The college ended its last academic semester in December 2017. Per ECFMG, those students who had completed MD by end of 2017, and those who had transferred out of AUSOM by the end of 2017 and resumed their medical education with another accredited university in 2018, were eligible to apply for USMLE Steps and ECGMG graduation certification upon finishing medical school at another accredited university.. After closure, AUSOM's website remained active for some time. Students who had not graduated with MD by December 2017 had to transfer to other medical schools to complete graduation. Students who had graduated with MD prior to December 2017 were not affected.

==Programs==
The college accepted both St. Lucian and foreign students, offering a scholarship program for qualified St. Lucian residents.

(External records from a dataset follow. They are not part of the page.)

use std::env;
use std::time::Duration;

use chrono::TimeDelta;
use chrono_tz::Tz;
use serde::{Deserialize, Serialize};

use crate::error::CoreError;

/// Load .env file (silently ignores if missing).
pub fn load_dotenv() {
    dotenvy::dotenv().ok();
}

fn env_or(key: &str, default: &str) -> String {
    env::var(key).unwrap_or_else(|_| default.to_string())
}

fn env_opt(key: &str) -> Option<String> {
    env::var(key).ok().filter(|s| !s.is_empty())
}

/// Read a profiled env var: tries {PROFILE}_{KEY} first, falls back to {KEY}.
fn profiled_env_opt(profile: &str, key: &str) -> Option<String> {
    if !profile.is_empty() {
        let prefixed = format!("{}_{}", profile, key);
        if let Some(v) = env_opt(&prefixed) {
            return Some(v);
        }
    }
    env_opt(key)
}

fn profiled_env_or(profile: &str, key: &str, default: &str) -> String {
    profiled_env_opt(profile, key).unwrap_or_else(|| default.to_string())
}

fn profiled_env_u16(profile: &str, key: &str, default: u16) -> u16 {
    profiled_env_opt(profile, key)
        .and_then(|v| v.parse().ok())
        .unwrap_or(default)
}

fn profiled_env_u64(profile: &str, key: &str, default: u64) -> u64 {
    profiled_env_opt(profile, key)
        .and_then(|v| v.parse().ok())
        .unwrap_or(default)
}

fn profiled_env_i64(profile: &str, key: &str, default: i64) -> i64 {
    profiled_env_opt(profile, key)
        .and_then(|v| v.parse().ok())
        .unwrap_or(default)
}

// ── Top-level config ──────────────────────────────────────────

#[derive(Debug, Clone, Serialize, Deserialize)]
pub struct Config {
    /// Active profile name (empty = default).
    pub profile: String,
    pub server: ServerConfig,
    pub datastore: DatastoreConfig,
    pub schedule: ScheduleConfig,
}

impl Config {
    /// Build config from environment variables (call `load_dotenv()` first).
    /// Profile is read from `SLOTKEEPER_PROFILE`. When set (e.g. `PROD`),
    /// every key is first looked up as `{PROFILE}_{KEY}`, falling back to `{KEY}`.
    pub fn from_env() -> Self {
        let profile = env_or("SLOTKEEPER_PROFILE", "").to_uppercase();
        Self::for_profile(&profile)
    }

    /// Build config for a specific named profile (empty string = default).
    pub fn for_profile(profile: &str) -> Self {
        let p = profile.to_uppercase();
        let p = p.as_str();
        Self {
            profile: p.to_string(),
            server: ServerConfig::from_env_profiled(p),
            datastore: DatastoreConfig::from_env_profiled(p),
            schedule: ScheduleConfig::from_env_profiled(p),
        }
    }

    pub fn profile_label(&self) -> &str {
        if self.profile.is_empty() { "default" } else { &self.profile }
    }

    /// Log the redacted summary at startup.
    pub fn log_summary(&self) {
        tracing::info!(
            profile = self.profile_label(),
            config = %self.redacted_summary(),
            "Config loaded"
        );
    }

    /// Redacted view of the config; the auth token is reduced to a flag.
    pub fn redacted_summary(&self) -> serde_json::Value {
        serde_json::json!({
            "profile": self.profile_label(),
            "server": { "host": self.server.host, "port": self.server.port },
            "datastore": {
                "url": self.datastore.url,
                "authenticated": self.datastore.auth_token.is_some(),
                "timeout_secs": self.datastore.timeout_secs,
            },
            "schedule": {
                "timezone": self.schedule.timezone,
                "shift_after_hours": self.schedule.shift_after_hours,
                "lock_margin_secs": self.schedule.lock_margin_secs,
            },
        })
    }
}

// ── Server ────────────────────────────────────────────────────

#[derive(Debug, Clone, Serialize, Deserialize)]
pub struct ServerConfig {
    pub host: String,
    pub port: u16,
}

impl ServerConfig {
    fn from_env_profiled(p: &str) -> Self {
        Self {
            host: profiled_env_or(p, "HOST", "0.0.0.0"),
            port: profiled_env_u16(p, "PORT", 5000),
        }
    }

    pub fn bind_addr(&self) -> String {
        format!("{}:{}", self.host, self.port)
    }
}

// ── Datastore ─────────────────────────────────────────────────

#[derive(Debug, Clone, Serialize, Deserialize)]
pub struct DatastoreConfig {
    /// Root URL of the document store, e.g. `https://example-rtdb.firebaseio.com/`.
    pub url: String,
    /// Appended as `?auth=` on every request when present.
    pub auth_token: Option<String>,
    /// 0 disables the timeout.
    pub timeout_secs: u64,
}

impl DatastoreConfig {
    fn from_env_profiled(p: &str) -> Self {
        Self {
            url: profiled_env_or(p, "DATASTORE_URL", "http://localhost:9000/"),
            auth_token: profiled_env_opt(p, "DATASTORE_AUTH"),
            timeout_secs: profiled_env_u64(p, "DATASTORE_TIMEOUT_SECS", 0),
        }
    }

    pub fn timeout(&self) -> Option<Duration> {
        (self.timeout_secs > 0).then(|| Duration::from_secs(self.timeout_secs))
    }
}

// ── Schedule ──────────────────────────────────────────────────

#[derive(Debug, Clone, Serialize, Deserialize)]
pub struct ScheduleConfig {
    /// IANA zone every stored timestamp is interpreted in.
    pub timezone: String,
    /// Negative or out-of-range values fall back to the default.
    pub shift_after_hours: i64,
    pub lock_margin_secs: i64,
}

pub const DEFAULT_SHIFT_AFTER_HOURS: i64 = 24;
pub const DEFAULT_LOCK_MARGIN_SECS: i64 = 120;

impl ScheduleConfig {
    fn from_env_profiled(p: &str) -> Self {
        Self {
            timezone: profiled_env_or(p, "SLOT_TIMEZONE", "Asia/Kolkata"),
            shift_after_hours: profiled_env_i64(p, "SHIFT_AFTER_HOURS", DEFAULT_SHIFT_AFTER_HOURS),
            lock_margin_secs: profiled_env_i64(p, "LOCK_MARGIN_SECS", DEFAULT_LOCK_MARGIN_SECS),
        }
    }

    pub fn tz(&self) -> Result<Tz, CoreError> {
        self.timezone
            .parse::<Tz>()
            .map_err(|_| CoreError::InvalidTimezone(self.timezone.clone()))
    }

    pub fn shift_after(&self) -> TimeDelta {
        non_negative(TimeDelta::try_hours(self.shift_after_hours))
            .unwrap_or(TimeDelta::hours(DEFAULT_SHIFT_AFTER_HOURS))
    }

    pub fn lock_margin(&self) -> TimeDelta {
        non_negative(TimeDelta::try_seconds(self.lock_margin_secs))
            .unwrap_or(TimeDelta::seconds(DEFAULT_LOCK_MARGIN_SECS))
    }
}

fn non_negative(delta: Option<TimeDelta>) -> Option<TimeDelta> {
    delta.filter(|d| *d >= TimeDelta::zero())
}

The primary educational programs at AUSOM were: a two-year premed course of study; a four-year medical curriculum, which led to a Doctor of Medicine degree; and a six-year track that combined the premed and medical training. In addition to theoretical and academic training, students were required to complete 48 weeks of clinical clerkships. Students participated in community health clinics from their first year of study, offering basic health checks, diabetes screenings, and basic eye examinations.

==Accreditation==
Atlantic University School of Medicine received approval from the St. Lucian Cabinet in 2010. It was not accredited by the Caribbean Accreditation Authority for Education in Medicine and other Health Professions (CAAM-HP). On February 14, 2018, the Antigua Daily Observer printed an article containing claims by AUSOM administrators that the school was now CAAM-HP approved. By December 2017 the school had already closed. On February 19, 2018 CAAM-HP responded with a statement on the Disclaimer section of their website headed "False Claim made in the Antigua Daily Observer about the Accreditation of Atlantic University School of Medicine".

===United States===
AUSOM is listed in the FAIMER International Medical Education Directory (IMED) and in the World Health Organization's World Directory of Medical Schools, but as of 1 January 2018, only students and graduates of this medical school with a graduation year of 2017 and earlier are fully eligible for ECFMG Certification and take the United States Medical Licensing Examination.

===Canada===
Candidates from Atlantic University School of Medicine and 4 other St Lucia medical schools who graduated on January 1, 2018 or thereafter are not eligible to apply for Medical Council of Canada (MCC) services or for licensure in Canada.
This reference from the Canadian Medical Council website shows “Effective today, candidates from five Saint Lucia medical schools who will graduate on January 1, 2018 or thereafter are not eligible to apply for Medical Council of Canada (MCC) services or apply for licensure in Canada. These five schools are:
1. American International Medical University School of Medicine
2. Atlantic University School of Medicine
3. College of Medicine and Health Sciences
4. International American University College of Medicine
5. Washington Medical Sciences Institute.
Candidates who will graduate from these medical schools before January 1, 2018, are still eligible to apply for MCC services and licensure in Canada.”

Graduates from the Atlantic University School of Medicine remained eligible for ECFMG certification in the US and for MCC licensure in Canada since the school became fully closed in December 2017.